One of the locations of the Thuringian State Archive is the Marstall, the former ducal mews. This was also the building complex that the Gestapo used to incarcerate and torture political opponents in the 1930s. It felt odd sitting there, combing through dusty documents, knowing what horrors had taken place in the same building less than a hundred years ago.
On one of my visits, I stayed at the Hotel Elephant in the town centre, which was demolished in the Nazi era and reconstructed with a purpose-built apartment for Hitler. The Führer balcony still projects into the market square below.
I walked through a street named after someone who risked everything fighting the Nazi regime and wondered if the current residents knew the story of the man whose name they were writing on their letterheads.
On a free afternoon, I walked through Weimar’s cemetery, where I found the tombstones of some of the people whose lives I was studying – their stories were in my head as I read the condensed version as one-sentence epitaphs on their graves.
So the moment when the synthesis of this intense process appears in print will be a special one, opening the world I have tried to make sense of, the world of the town of Weimar between the two world wars, to readers around the world.
It will enable me to discuss the lives and choices presented in the book with others. What responsibility did Weimarers, from the ordinary to the illustrious, bear for the hopes and the horrors that unfolded in their town, in their country and on their continent? What can we learn from their lives, actions and inaction?
How did a town and a nation that prided themselves on their high culture fall so low so quickly? I hope my book can make a small contribution to these ongoing discussions and considerations, which remain as relevant as ever in the world we live in today.

More on all of this soon. For now, here is a preview of the book and its content:
Weimar looms large in German history: a crucible of democracy and dictatorship. This ancient town nestled in the heart of the country was home to some of Europe's greatest thinkers, Goethe and Schiller, Liszt and Nietzsche among them. It gave its name to the ambitious Weimar Republic crafted in the aftermath of the First World War. But it was also where fascism took hold. Where Bauhaus architects first experimented with new ways of living, Buchenwald was dug out of a beech forest.

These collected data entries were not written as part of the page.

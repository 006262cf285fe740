use indicatif::{ProgressBar, ProgressStyle};

pub fn create_spinner(message: String) -> ProgressBar {
    let spinner = ProgressBar::new_spinner();
    if let Ok(style) = ProgressStyle::default_spinner()
        .tick_strings(&["-", "\\", "|", "/"])
        .template("{msg} {spinner}")
    {
        spinner.set_style(style);
    }
    spinner.set_message(message);
    spinner.enable_steady_tick(std::time::Duration::from_millis(80));
    spinner
}
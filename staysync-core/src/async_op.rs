//! State of a long-running request.

/// One value for "not started / in flight / done / failed".
#[derive(Debug, Clone, PartialEq, Eq)]
pub enum AsyncOperation<T, E> {
    Idle,
    Loading,
    Success(T),
    Failure(E),
}

impl<T, E> Default for AsyncOperation<T, E> {
    fn default() -> Self {
        AsyncOperation::Idle
    }
}

impl<T, E> AsyncOperation<T, E> {
    /// Mark the operation as in flight, dropping any previous outcome.
    pub fn start(&mut self) {
        *self = AsyncOperation::Loading;
    }

    pub fn resolve(&mut self, result: Result<T, E>) {
        *self = match result {
            Ok(value) => AsyncOperation::Success(value),
            Err(error) => AsyncOperation::Failure(error),
        };
    }

    pub fn is_idle(&self) -> bool {
        matches!(self, AsyncOperation::Idle)
    }

    pub fn is_loading(&self) -> bool {
        matches!(self, AsyncOperation::Loading)
    }

    pub fn value(&self) -> Option<&T> {
        match self {
            AsyncOperation::Success(value) => Some(value),
            _ => None,
        }
    }

    pub fn error(&self) -> Option<&E> {
        match self {
            AsyncOperation::Failure(error) => Some(error),
            _ => None,
        }
    }

    pub fn map<U, F: FnOnce(T) -> U>(self, f: F) -> AsyncOperation<U, E> {
        match self {
            AsyncOperation::Idle => AsyncOperation::Idle,
            AsyncOperation::Loading => AsyncOperation::Loading,
            AsyncOperation::Success(value) => AsyncOperation::Success(f(value)),
            AsyncOperation::Failure(error) => AsyncOperation::Failure(error),
        }
    }

    /// Take the finished outcome, leaving the operation idle.
    pub fn take(&mut self) -> Option<Result<T, E>> {
        match std::mem::take(self) {
            AsyncOperation::Success(value) => Some(Ok(value)),
            AsyncOperation::Failure(error) => Some(Err(error)),
            other => {
                *self = other;
                None
            }
        }
    }
}

impl<T, E> From<Result<T, E>> for AsyncOperation<T, E> {
    fn from(result: Result<T, E>) -> Self {
        let mut op = AsyncOperation::Idle;
        op.resolve(result);
        op
    }
}
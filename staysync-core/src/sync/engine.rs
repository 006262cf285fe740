//! Reconciliation of external iCal feeds into draft reservations.

use std::collections::HashSet;
use std::sync::Mutex;

use futures::stream::{self, StreamExt};
use tracing::{debug, info, warn};

use crate::config::StayConfig;
use crate::date_range::{DateRange, local_availability};
use crate::error::{StayResult, SyncError};
use crate::event::{CalendarEvent, DEFAULT_RESERVATION_KEYWORDS};
use crate::ics::parse_feed;
use crate::property::{FeedLink, Property};
use crate::reservation::{AvailabilityReport, NewReservation, Reservation};
use crate::sync::backend::ReservationBackend;
use crate::sync::report::SyncResult;

#[derive(Debug, Clone)]
pub struct SyncOptions {
    /// Upper bound on properties processed at the same time. Feeds of one
    /// property always run one after another.
    pub concurrency: usize,
    pub keywords: Vec<String>,
    /// Evaluate availability against the known reservations when the
    /// availability endpoint is unreachable.
    pub fallback_to_local: bool,
}

impl Default for SyncOptions {
    fn default() -> Self {
        SyncOptions {
            concurrency: 4,
            keywords: DEFAULT_RESERVATION_KEYWORDS
                .iter()
                .map(|k| k.to_string())
                .collect(),
            fallback_to_local: true,
        }
    }
}

impl From<&StayConfig> for SyncOptions {
    fn from(config: &StayConfig) -> Self {
        SyncOptions {
            concurrency: config.concurrency.max(1),
            keywords: config.reservation_keywords.clone(),
            fallback_to_local: config.fallback_to_local,
        }
    }
}

/// What happened to one reservation-like event.
#[derive(Debug, Clone, Copy, PartialEq, Eq)]
enum EventOutcome {
    Created,
    /// A reservation with this UID already exists.
    Existing,
    /// Another feed produced the same UID earlier in this run.
    RepeatedInRun,
    /// The dates collide with another reservation.
    Unavailable,
}

/// Shared by every feed of a run.
struct RunState {
    known: Vec<Reservation>,
    known_uids: HashSet<String>,
    claimed_uids: Mutex<HashSet<String>>,
    /// Drafts created so far in this run.
    created: Mutex<Vec<Reservation>>,
}

impl RunState {
    fn new(known: Vec<Reservation>) -> Self {
        let known_uids = known
            .iter()
            .filter_map(|r| r.calendar_event_uid.clone())
            .collect();

        RunState {
            known,
            known_uids,
            claimed_uids: Mutex::new(HashSet::new()),
            created: Mutex::new(Vec::new()),
        }
    }

    /// Returns false if the UID was already claimed during this run.
    fn claim(&self, uid: &str) -> bool {
        let mut claimed = self
            .claimed_uids
            .lock()
            .unwrap_or_else(|poisoned| poisoned.into_inner());
        claimed.insert(uid.to_string())
    }

    /// Give a UID back after its import failed, so a later feed can retry it.
    fn release(&self, uid: &str) {
        let mut claimed = self
            .claimed_uids
            .lock()
            .unwrap_or_else(|poisoned| poisoned.into_inner());
        claimed.remove(uid);
    }

    fn record_created(&self, reservation: Reservation) {
        self.created
            .lock()
            .unwrap_or_else(|poisoned| poisoned.into_inner())
            .push(reservation);
    }

    /// Availability against the reservations known at start plus the drafts
    /// created since.
    fn local_availability(&self, property_id: &str, range: &DateRange) -> AvailabilityReport {
        let created = self
            .created
            .lock()
            .unwrap_or_else(|poisoned| poisoned.into_inner());
        let all: Vec<Reservation> = self.known.iter().chain(created.iter()).cloned().collect();
        local_availability(&all, property_id, range, None)
    }
}

pub struct ReconciliationEngine<'a> {
    backend: &'a dyn ReservationBackend,
    options: SyncOptions,
}

impl<'a> ReconciliationEngine<'a> {
    pub fn new(backend: &'a dyn ReservationBackend, options: SyncOptions) -> Self {
        ReconciliationEngine { backend, options }
    }

    /// Pull every feed of every property and create draft reservations for
    /// bookings not seen before.
    ///
    /// Only loading the already-known reservations can fail the run; feed and
    /// event errors are counted in the result and logged.
    pub async fn synchronize(&self, properties: &[Property], user_id: &str) -> StayResult<SyncResult> {
        let work: Vec<(&Property, Vec<FeedLink>)> = properties
            .iter()
            .map(|p| (p, p.feeds()))
            .filter(|(_, feeds)| !feeds.is_empty())
            .collect();

        if work.is_empty() {
            info!("no property has calendar feeds, nothing to sync");
            return Ok(SyncResult::nothing_to_sync());
        }

        let known = self.backend.list_reservations().await?;
        info!(
            properties = work.len(),
            feeds = work.iter().map(|(_, feeds)| feeds.len()).sum::<usize>(),
            known = known.len(),
            "starting calendar sync"
        );
        let state = RunState::new(known);

        let results: Vec<SyncResult> = stream::iter(work)
            .map(|(property, feeds)| self.sync_property(property, feeds, user_id, &state))
            .buffer_unordered(self.options.concurrency.max(1))
            .collect()
            .await;

        Ok(SyncResult::merge(results))
    }

    /// Feeds of one property run in order so each availability check sees
    /// the drafts created by the feeds before it.
    async fn sync_property(
        &self,
        property: &Property,
        feeds: Vec<FeedLink>,
        user_id: &str,
        state: &RunState,
    ) -> SyncResult {
        let mut result = SyncResult::default();
        for feed in feeds {
            result += self.sync_feed(property, feed, user_id, state).await;
        }
        result
    }

    async fn sync_feed(
        &self,
        property: &Property,
        feed: FeedLink,
        user_id: &str,
        state: &RunState,
    ) -> SyncResult {
        let mut result = SyncResult::default();

        let content = match self.backend.fetch_feed(&feed.url).await {
            Ok(content) => content,
            Err(e) => {
                warn!(property = %property.id, source = %feed.source, url = %feed.url, error = %e, "could not fetch feed");
                result.failed += 1;
                return result;
            }
        };

        let events = parse_feed(&content);
        let candidates: Vec<&CalendarEvent> = events
            .iter()
            .filter(|e| e.is_reservation(&self.options.keywords))
            .collect();

        debug!(
            property = %property.id,
            source = %feed.source,
            events = events.len(),
            candidates = candidates.len(),
            "parsed feed"
        );

        for event in candidates {
            match self.reconcile_event(property, &feed, event, user_id, state).await {
                Ok(EventOutcome::Created) => result.new_reservations += 1,
                Ok(EventOutcome::Existing) => result.skipped_existing += 1,
                Ok(EventOutcome::RepeatedInRun) => {
                    result.skipped_existing += 1;
                    result.in_run_duplicates += 1;
                }
                Ok(EventOutcome::Unavailable) => {}
                Err(e) => {
                    warn!(
                        property = %property.id,
                        source = %feed.source,
                        uid = ?event.uid,
                        error = %e,
                        "could not reconcile event"
                    );
                    result.failed += 1;
                }
            }
        }

        result.successful += 1;
        info!(
            property = %property.id,
            source = %feed.source,
            created = result.new_reservations,
            skipped = result.skipped_existing,
            failed = result.failed,
            "feed synced"
        );
        result
    }

    async fn reconcile_event(
        &self,
        property: &Property,
        feed: &FeedLink,
        event: &CalendarEvent,
        user_id: &str,
        state: &RunState,
    ) -> StayResult<EventOutcome> {
        let uid = event.resolved_uid(&property.id, &feed.source);

        if state.known_uids.contains(&uid) {
            debug!(%uid, "already imported");
            return Ok(EventOutcome::Existing);
        }

        if !state.claim(&uid) {
            warn!(
                property = %property.id,
                source = %feed.source,
                %uid,
                "event UID already handled by another feed in this run, skipping"
            );
            return Ok(EventOutcome::RepeatedInRun);
        }

        let outcome = self
            .reconcile_claimed(property, feed, event, &uid, user_id, state)
            .await;
        if outcome.is_err() {
            state.release(&uid);
        }
        outcome
    }

    async fn reconcile_claimed(
        &self,
        property: &Property,
        feed: &FeedLink,
        event: &CalendarEvent,
        uid: &str,
        user_id: &str,
        state: &RunState,
    ) -> StayResult<EventOutcome> {
        if self.backend.reservation_exists(uid).await? {
            debug!(%uid, "backend already has a reservation for this event");
            return Ok(EventOutcome::Existing);
        }

        let (Some(start), Some(end)) = (event.start.as_deref(), event.end.as_deref()) else {
            return Err(SyncError::InvalidDate(format!("event {uid} has no date range")));
        };
        let range = DateRange::from_tokens(start, end)?;

        let report = self.availability(&property.id, &range, state).await?;
        if !report.available {
            debug!(
                %uid,
                %range,
                conflicts = report.conflicting_reservations.len(),
                "dates already taken"
            );
            return Ok(EventOutcome::Unavailable);
        }

        let body = NewReservation::draft_from_feed(&property.id, range, &feed.source, user_id, uid);
        let created = self.backend.create_reservation(&body).await?;
        debug!(%uid, reservation = %created.id, "created draft reservation");
        state.record_created(created);

        Ok(EventOutcome::Created)
    }

    async fn availability(
        &self,
        property_id: &str,
        range: &DateRange,
        state: &RunState,
    ) -> StayResult<AvailabilityReport> {
        match self.backend.check_availability(property_id, range, None).await {
            Err(e) if e.is_transport() && self.options.fallback_to_local => {
                warn!(property = %property_id, error = %e, "availability check unreachable, using known reservations");
                Ok(state.local_availability(property_id, range))
            }
            other => other,
        }
    }
}
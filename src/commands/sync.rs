use anyhow::Result;
use owo_colors::OwoColorize;
use staysync_core::api::ApiClient;
use staysync_core::config::StayConfig;
use staysync_core::sync::{ReconciliationEngine, SyncOptions};
use staysync_core::AsyncOperation;

use super::{require_user, resolve_properties};
use crate::render::Render;
use crate::utils::tui;

pub async fn run(
    client: &ApiClient,
    config: &StayConfig,
    property_id: Option<&str>,
    concurrency: Option<usize>,
    json: bool,
) -> Result<()> {
    let user = require_user(client)?;

    let mut options = SyncOptions::from(config);
    if let Some(n) = concurrency {
        options.concurrency = n.max(1);
    }

    let mut operation = AsyncOperation::default();
    operation.start();

    let spinner = (!json).then(|| tui::create_spinner("Syncing calendar feeds".to_string()));
    let outcome = async {
        let properties = resolve_properties(client, property_id).await?;
        let engine = ReconciliationEngine::new(client, options);
        Ok::<_, anyhow::Error>(engine.synchronize(&properties, &user.id).await?)
    }
    .await;
    operation.resolve(outcome);
    if let Some(spinner) = spinner {
        spinner.finish_and_clear();
    }

    if let Some(result) = operation.value() {
        if json {
            println!("{}", serde_json::to_string_pretty(result)?);
            return Ok(());
        }

        println!("{}", result.render());
        if result.has_failures() {
            println!(
                "{}",
                "Some feeds or events failed, run with -v for details.".dimmed()
            );
        }
    }

    match operation.take() {
        Some(Err(e)) => Err(e.context("Calendar sync failed")),
        _ => Ok(()),
    }
}
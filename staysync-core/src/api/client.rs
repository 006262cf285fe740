//! HTTP client for the reservations backend.

use std::sync::Arc;
use std::time::Duration;

use async_trait::async_trait;
use reqwest::Url;
use tokio::time::timeout;
use tracing::debug;

use crate::api::protocol::{
    ApiRequest, CheckAvailability, CheckUid, CreateReservation, FetchIcal, GetProperty,
    ListProperties, ListReservations, Login, ServerSync, ServerSyncResults,
};
use crate::config::StayConfig;
use crate::date_range::DateRange;
use crate::error::{StayResult, SyncError};
use crate::property::Property;
use crate::reservation::{AvailabilityReport, NewReservation, Reservation};
use crate::session::{Session, SessionStore, SessionUser};
use crate::sync::{AvailabilityOracle, ReservationBackend};

/// Longest backend error body echoed back to the user.
const MAX_ERROR_BODY: usize = 200;

pub struct ApiClient {
    http: reqwest::Client,
    base_url: Url,
    request_timeout: Duration,
    session: Arc<dyn SessionStore>,
}

impl ApiClient {
    pub fn new(
        base_url: &str,
        request_timeout: Duration,
        session: Arc<dyn SessionStore>,
    ) -> StayResult<Self> {
        let base_url = Url::parse(base_url)
            .map_err(|e| SyncError::Config(format!("Invalid api_url '{base_url}': {e}")))?;

        if base_url.cannot_be_a_base() {
            return Err(SyncError::Config(format!(
                "Invalid api_url '{base_url}': not an http(s) URL"
            )));
        }

        Ok(ApiClient {
            http: reqwest::Client::new(),
            base_url,
            request_timeout,
            session,
        })
    }

    pub fn from_config(config: &StayConfig, session: Arc<dyn SessionStore>) -> StayResult<Self> {
        Self::new(&config.api_url, config.timeout()?, session)
    }

    pub fn session(&self) -> Session<'_> {
        Session::new(self.session.as_ref())
    }

    /// Call a typed endpoint and return its decoded response.
    pub async fn call<R: ApiRequest>(&self, request: R) -> StayResult<R::Response> {
        timeout(self.request_timeout, self.call_raw(&request))
            .await
            .map_err(|_| SyncError::Timeout(self.request_timeout))?
    }

    fn url_for(&self, path: &[String]) -> StayResult<Url> {
        let mut url = self.base_url.clone();
        url.path_segments_mut()
            .map_err(|_| SyncError::Config(format!("Invalid api_url '{}'", self.base_url)))?
            .pop_if_empty()
            .extend(path);
        Ok(url)
    }

    async fn call_raw<R: ApiRequest>(&self, request: &R) -> StayResult<R::Response> {
        let url = self.url_for(&request.path())?;
        debug!(method = %R::method(), %url, "backend request");

        let mut builder = self.http.request(R::method(), url);

        let query = request.query();
        if !query.is_empty() {
            builder = builder.query(&query);
        }

        if R::requires_auth() {
            let token = self.session().token().ok_or(SyncError::NotAuthenticated)?;
            builder = builder.bearer_auth(token);
        }

        if R::has_body() {
            builder = builder.json(request);
        }

        let response = builder.send().await?;
        let status = response.status();
        let body = response.text().await?;

        if !status.is_success() {
            return Err(SyncError::Api {
                status: status.as_u16(),
                message: error_message(&body, status.canonical_reason()),
            });
        }

        R::decode(&body)
    }

    // =========================================================================
    // Endpoints
    // =========================================================================

    /// Log in and persist the token in the session store.
    pub async fn login(&self, email: &str, password: &str) -> StayResult<SessionUser> {
        let response = self
            .call(Login {
                email: email.to_string(),
                password: password.to_string(),
            })
            .await?;

        self.session().login(&response.token, &response.user)?;
        Ok(response.user)
    }

    pub async fn list_properties(&self) -> StayResult<Vec<Property>> {
        self.call(ListProperties).await
    }

    pub async fn get_property(&self, property_id: &str) -> StayResult<Property> {
        match self
            .call(GetProperty {
                property_id: property_id.to_string(),
            })
            .await
        {
            Err(SyncError::Api { status: 404, .. }) => {
                Err(SyncError::PropertyNotFound(property_id.to_string()))
            }
            other => other,
        }
    }

    pub async fn reservations_for(&self, property_id: Option<&str>) -> StayResult<Vec<Reservation>> {
        self.call(ListReservations {
            property_id: property_id.map(str::to_string),
        })
        .await
    }

    /// Ask the backend to run its own sync of one property's feeds.
    pub async fn server_sync(&self, property_id: &str) -> StayResult<ServerSyncResults> {
        let response = self
            .call(ServerSync {
                property_id: property_id.to_string(),
            })
            .await?;
        Ok(response.results)
    }
}

#[async_trait]
impl AvailabilityOracle for ApiClient {
    async fn check_availability(
        &self,
        property_id: &str,
        range: &DateRange,
        exclude_reservation_id: Option<&str>,
    ) -> StayResult<AvailabilityReport> {
        self.call(CheckAvailability {
            property_id: property_id.to_string(),
            range: *range,
            exclude_reservation_id: exclude_reservation_id.map(str::to_string),
        })
        .await
    }
}

#[async_trait]
impl ReservationBackend for ApiClient {
    async fn fetch_feed(&self, url: &str) -> StayResult<String> {
        self.call(FetchIcal {
            url: url.to_string(),
        })
        .await?
        .into_text()
    }

    async fn reservation_exists(&self, uid: &str) -> StayResult<bool> {
        let check = self
            .call(CheckUid {
                uid: uid.to_string(),
            })
            .await?;
        Ok(check.exists)
    }

    async fn create_reservation(&self, reservation: &NewReservation) -> StayResult<Reservation> {
        self.call(CreateReservation(reservation.clone())).await
    }

    async fn list_reservations(&self) -> StayResult<Vec<Reservation>> {
        self.reservations_for(None).await
    }
}

/// Pull a readable message out of an error response body.
fn error_message(body: &str, reason: Option<&str>) -> String {
    if let Ok(value) = serde_json::from_str::<serde_json::Value>(body) {
        for key in ["message", "error"] {
            if let Some(message) = value.get(key).and_then(|v| v.as_str()) {
                return message.to_string();
            }
        }
    }

    let trimmed = body.trim();
    if trimmed.is_empty() {
        return reason.unwrap_or("request failed").to_string();
    }
    trimmed.chars().take(MAX_ERROR_BODY).collect()
}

Weimar shows us a town and its people on the edge of catastrophe. Drawing on a wealth of new archival research, it takes us from 1919 to 1939 as it tells the stories of the men and women who lived through the new republic and Hitler's regime. We encounter a vividly drawn cast of characters, from bookbinder Carl Weirich and hotel owners Rosa and Arthur Schmidt, to Friedrich Nietzsche's sister Elisabeth. Here are fascists and socialists, artists and workers, politicians and citizens, who, as the events of history swept them up, became witnesses, perpetrators, victims and bystanders.
An unforgettable picture of lives and choices in extraordinary circumstances, Weimar takes us deep into the heart of the storm – to the town that dreamt of a better world, and woke up to tyranny.
More information and pre-order links can be found here.
Very much looking forward to reading the fruit of your labours ,I have pre ordered otherwise I'll just forget and can't wait for your next inclusion in the upside down book club
Very excited to read about your next book. I think I have a decent grasp of the history of the Weimar Republic but I know next to nothing about the city itself. I’ll pre-order from Fox Lane Books closer to May ‘26. So, no binning the Triumph before next May.